Some 150 campers, all clad in shorts and camp T-shirts, were quick to notice the performers when they showed up for dinner.

“It was fun to see the kids’ jaws drop when they saw the musicians walk into the dining hall for dinner,” said Director of Health and Wellness Kerry-Beth Garvey. “I think a lot of them were a bit star struck.”

The musicians were on a “Camplified” tour, which for the past 10 years has been bringing both new and established young performers to summer camps throughout the country.

Songwriter and tour producer Anthony Natoli said the tours have served as a launch pad for several performers, one of whom is 16-year-old pop star Cody Simpson.

“This is an opportunity for kids to get to see a concert while many are at the age where they can’t actually go out to a show,” Natoli said. “It is also great for the artists because they get to understand tour life while getting great exposure to a young fan base.”

Headlining this leg of the tour is Cover Drive, a young band of four musicians from Barbados.
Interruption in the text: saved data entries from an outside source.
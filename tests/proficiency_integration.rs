//! Integration tests for sourced proficiencies and optional picks

use proficiency_ledger::proficiency::ProficiencyEventKind;
use proficiency_ledger::{Character, LedgerConfig, Origin, ProficiencyType};

fn names(list: &[&str]) -> Vec<String> {
    list.iter().map(|s| s.to_string()).collect()
}

/// Scenario A: a fresh character speaks Common by default
#[test]
fn test_fresh_character_defaults() {
    let character = Character::new("Brannoc");

    assert_eq!(character.proficiencies(ProficiencyType::Languages), ["Common"]);
    let sources = character.grant_sources(ProficiencyType::Languages, "Common");
    assert_eq!(sources.len(), 1);
    assert!(sources.contains("Default"));

    for ty in ProficiencyType::ALL {
        if ty != ProficiencyType::Languages {
            assert!(character.proficiencies(ty).is_empty());
        }
        assert_eq!(character.aggregate(ty).allowed, 0);
    }
}

/// Scenario B: a full origin refuses further picks
#[test]
fn test_capacity_scenario() {
    let mut character = Character::new("Brannoc");
    character
        .set_allocation(
            ProficiencyType::Skills,
            Origin::Class,
            2,
            &names(&["Athletics", "Stealth", "Perception"]),
        )
        .unwrap();

    assert!(character.select_optional(ProficiencyType::Skills, Origin::Class, "Athletics").unwrap());
    assert!(character.select_optional(ProficiencyType::Skills, Origin::Class, "Stealth").unwrap());
    assert!(!character.select_optional(ProficiencyType::Skills, Origin::Class, "Perception").unwrap());

    assert_eq!(character.aggregate(ProficiencyType::Skills).selected, ["Athletics", "Stealth"]);
    assert!(!character.has_grant(ProficiencyType::Skills, "Perception"));
}

/// Scenario C: options already granted for free are not offered
#[test]
fn test_already_free_filter() {
    let mut character = Character::new("Brannoc");
    character
        .set_allocation(
            ProficiencyType::Skills,
            Origin::Class,
            2,
            &names(&["Athletics", "Stealth", "Perception"]),
        )
        .unwrap();
    character.add_grant(ProficiencyType::Skills, "Athletics", "Race");

    let available = character.available_options(ProficiencyType::Skills, Origin::Class);
    assert_eq!(available, ["Stealth", "Perception"]);
}

/// Scenario D: removing a source reports every affected type
#[test]
fn test_multi_type_retraction() {
    let mut character = Character::new("Brannoc");
    character.add_grant(ProficiencyType::Armor, "Light Armor", "Race");
    character.add_grant(ProficiencyType::Armor, "Medium Armor", "Race");
    character.add_grant(ProficiencyType::Weapons, "Battleaxe", "Race");
    character.add_grant(ProficiencyType::Skills, "Perception", "Race");
    character.add_grant(ProficiencyType::Skills, "Perception", "Background");
    character.add_grant(ProficiencyType::Tools, "Smith's Tools", "Background");

    let removed = character.remove_grants_by_source("Race");
    assert_eq!(removed.len(), 3);
    assert_eq!(removed[&ProficiencyType::Armor], ["Light Armor", "Medium Armor"]);
    assert_eq!(removed[&ProficiencyType::Weapons], ["Battleaxe"]);
    assert_eq!(removed[&ProficiencyType::Skills], ["Perception"]);

    assert!(character.proficiencies(ProficiencyType::Armor).is_empty());
    assert!(character.has_grant(ProficiencyType::Skills, "Perception"));
    assert!(character.has_grant(ProficiencyType::Tools, "Smith's Tools"));

    assert!(character.remove_grants_by_source("Race").is_empty());
}

/// A later free grant hands back the slot spent on the same skill
#[test]
fn test_refund_on_class_grant() {
    let mut character = Character::new("Brannoc");
    character
        .set_allocation(ProficiencyType::Skills, Origin::Race, 1, &names(&["Stealth", "Perception"]))
        .unwrap();
    assert!(character.select_optional(ProficiencyType::Skills, Origin::Race, "Stealth").unwrap());

    character.add_grant(ProficiencyType::Skills, "Stealth", "Class");

    let race = character.optional().config(ProficiencyType::Skills, Origin::Race).unwrap();
    assert!(race.selected.is_empty());
    let sources = character.grant_sources(ProficiencyType::Skills, "Stealth");
    assert!(sources.contains("Class"));
    assert!(!sources.contains("Race Choice"));
    assert!(character.has_grant(ProficiencyType::Skills, "Stealth"));

    // The freed slot can be spent again, but not on the now-free skill
    assert_eq!(
        character.available_options(ProficiencyType::Skills, Origin::Race),
        ["Perception"]
    );
    assert!(character.select_optional(ProficiencyType::Skills, Origin::Race, "Perception").unwrap());
}

/// A "Subrace" grant is not recognised as the race origin and refunds it
#[test]
fn test_subrace_grant_refunds_race_pick() {
    let mut character = Character::new("Brannoc");
    character
        .set_allocation(ProficiencyType::Skills, Origin::Race, 1, &names(&["Perception"]))
        .unwrap();
    character.select_optional(ProficiencyType::Skills, Origin::Race, "Perception").unwrap();

    character.add_grant(ProficiencyType::Skills, "Perception", "Subrace");
    assert!(character.aggregate(ProficiencyType::Skills).selected.is_empty());

    // A grant labelled exactly "Race" leaves the race pick alone
    character.select_optional(ProficiencyType::Skills, Origin::Race, "Perception").unwrap();
    character.add_grant(ProficiencyType::Skills, "Perception", "Race");
    assert_eq!(character.aggregate(ProficiencyType::Skills).selected, ["Perception"]);
}

/// Switching class: clear the old class picks and grants, then rebuild
#[test]
fn test_class_switch_flow() {
    let mut character = Character::new("Brannoc");
    character.add_grant(ProficiencyType::SavingThrows, "Strength", "Class");
    character.add_grant(ProficiencyType::SavingThrows, "Constitution", "Class");
    character
        .set_allocation(ProficiencyType::Skills, Origin::Class, 2, &names(&["Athletics", "Intimidation", "Survival"]))
        .unwrap();
    character.select_optional(ProficiencyType::Skills, Origin::Class, "Athletics").unwrap();
    character.select_optional(ProficiencyType::Skills, Origin::Class, "Survival").unwrap();

    character.remove_grants_by_source("Class");
    assert!(character.clear_allocation(ProficiencyType::Skills, Origin::Class).unwrap());

    assert!(character.proficiencies(ProficiencyType::SavingThrows).is_empty());
    assert!(character.proficiencies(ProficiencyType::Skills).is_empty());
    assert_eq!(character.aggregate(ProficiencyType::Skills).allowed, 0);

    character.add_grant(ProficiencyType::SavingThrows, "Intelligence", "Class");
    character
        .set_allocation(ProficiencyType::Skills, Origin::Class, 2, &names(&["Arcana", "History"]))
        .unwrap();
    assert_eq!(character.remaining_slots(ProficiencyType::Skills, Origin::Class), 2);
}

/// Every change reaches the event queue before the call returns
#[test]
fn test_events_follow_operations() {
    let mut character = Character::new("Brannoc");
    character.drain_events();

    character
        .set_allocation(ProficiencyType::Tools, Origin::Background, 1, &names(&["Disguise Kit"]))
        .unwrap();
    character.select_optional(ProficiencyType::Tools, Origin::Background, "Disguise Kit").unwrap();
    character.deselect_optional(ProficiencyType::Tools, Origin::Background, "Disguise Kit").unwrap();
    character.clear_allocation(ProficiencyType::Tools, Origin::Background).unwrap();

    let kinds: Vec<ProficiencyEventKind> = character.drain_events().into_iter().map(|e| e.kind).collect();
    assert!(matches!(kinds[0], ProficiencyEventKind::OptionalConfigured { allowed: 1, .. }));
    assert!(matches!(kinds[1], ProficiencyEventKind::GrantAdded { newly_listed: true, .. }));
    assert!(matches!(kinds[2], ProficiencyEventKind::OptionalSelected { .. }));
    assert!(matches!(kinds[3], ProficiencyEventKind::OptionalDeselected { .. }));
    assert!(matches!(kinds[4], ProficiencyEventKind::OptionalCleared { .. }));
    assert_eq!(kinds.len(), 5);
}

/// Older saves without origin sub-objects are filled in on load
#[test]
fn test_legacy_character_is_deep_filled() {
    let json = r#"{
        "name": "Legacy",
        "proficiencies": { "skills": ["stealth"], "languages": ["Common", "Elvish"] },
        "proficiencySources": {
            "skills": { "Stealth": ["Race Choice"] },
            "languages": { "Common": ["Default"], "Elvish": ["Race"] }
        },
        "optionalProficiencies": {
            "skills": { "allowed": 1, "options": ["Stealth"], "selected": ["Stealth"],
                        "race": { "allowed": 1, "options": ["Stealth"], "selected": ["Stealth"] } }
        }
    }"#;
    let mut character = Character::from_json(json, LedgerConfig::default()).unwrap();

    assert_eq!(character.proficiencies(ProficiencyType::Languages), ["Common", "Elvish"]);
    assert!(character.optional().config(ProficiencyType::Skills, Origin::Class).is_some());
    assert!(character.optional().config(ProficiencyType::Armor, Origin::Race).is_some());

    // Legacy casing stays authoritative and refunds still work
    character.add_grant(ProficiencyType::Skills, "STEALTH", "Background");
    assert_eq!(character.proficiencies(ProficiencyType::Skills), ["stealth"]);
    assert!(character.aggregate(ProficiencyType::Skills).selected.is_empty());
    let sources = character.grant_sources(ProficiencyType::Skills, "Stealth");
    assert_eq!(sources.iter().collect::<Vec<_>>(), ["Background"]);
}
The band has gained widespread popularity in Europe, with four of their songs making it to the top 10 on the music charts in the United Kingdom.

“This band is amazing. They have really blown up in Europe and this is their first tour in the U.S.,” Natoli said.

Cover Drive has worked with Grammy Award-winner Kelly Clarkson on her 2012 “Stronger” tour in the U.K. and Ireland, and has opened for Rihanna. The group is also featured on the Far East Movement’s song “Turn Up the Love,” which was part of Barack Obama’s inaugural playlist.

“The band has been together for three years, but we have been friends since we were kids,” said lead singer Amanda Reifer, 20.

“We are very excited to be here. Camplified is very different than anything we have done before,” Reifer said. “It’s really nice to have such a small and intimate gig and the kids are great.”

The other acts on the tour are Chuck Threezy, a “hip pop” performer, and the rock band Echo 4.

Normally filled with the sounds of squeaking sneakers and the swoosh of basketball nets, the Williston gymnasium became a mini concert venue complete with stage lighting, musical equipment and a sound board.

As the bands performed, campers danced, cheered and sang along. Many grabbed for promotional backpacks and CDs that were intermittently tossed into the crowd.

Coach Lazarus Manjoro of Zimbabwe is a well know tennis player in Africa. On Tuesday evening he danced along with campers.

“This band is very good, and the whole concert has been lovely,” Manjoro said.

After the concert, campers were invited to a meet-and-greet with the musicians where they could also receive autographed posters of the tour.

“I thought it was very good,” said Greg Roseman, 16, of Florida. “I like them all, but I think that last band (Cover Drive) was my favorite.”

World Sports Camp

The World Sports Camp has been based at Williston for the past 14 years.

Previously located in Bristol, R.I., the camp was founded 30 years ago by Terry Shand, who, together with his son Addam, serves as co-director.

The camp attracts coaches and campers from around the world.

“Forty-five percent of our campers are international kids,” Shand said. “But we all speak the same language, which is sports, laughter and music.”

The coaches at the camp are professional and club athletes, hand pick by the Shands.

“We never use an agency to find our people. We go wherever they are in the world, we watch them play their sport, and interview each one personally,” Shand said.

Campers have a range of athletic abilities and experience. International campers who may experience a language barrier are paired with coaches who are fluent in the camper’s native language.

Since the camp has been in operation, campers and coaches have come from of 90 countries around the world.

The camp offers basketball, soccer, tennis and golf as well as recreational swimming. English as a Second Language classes are also provided for campers who wish to become more proficient in conversational English.

Both co-directors make it their duty to know all of the campers by their first name and expect coaches to do the same.

“Kids never remember every game they played at camp. What they do remember is when they didn’t get to play, or a coach knew everyone else’s name but theirs,” Shand said. “We don’t have A-teams and B-teams, we have an A-team and another A-team.”

Shand said he learned about Camplified while searching for entertainment for the campers.

“We saw their website, called some of the camps that had hired them, and they got all glowing reviews,” he said. “From the looks of it, everyone is having a good time tonight.”

Camper Marie Murphy, 12, of Hadley, concurred.

“This is my fourth year here and the concert was so much fun!” Murphy said. “I like all the bands. I thought they were great.”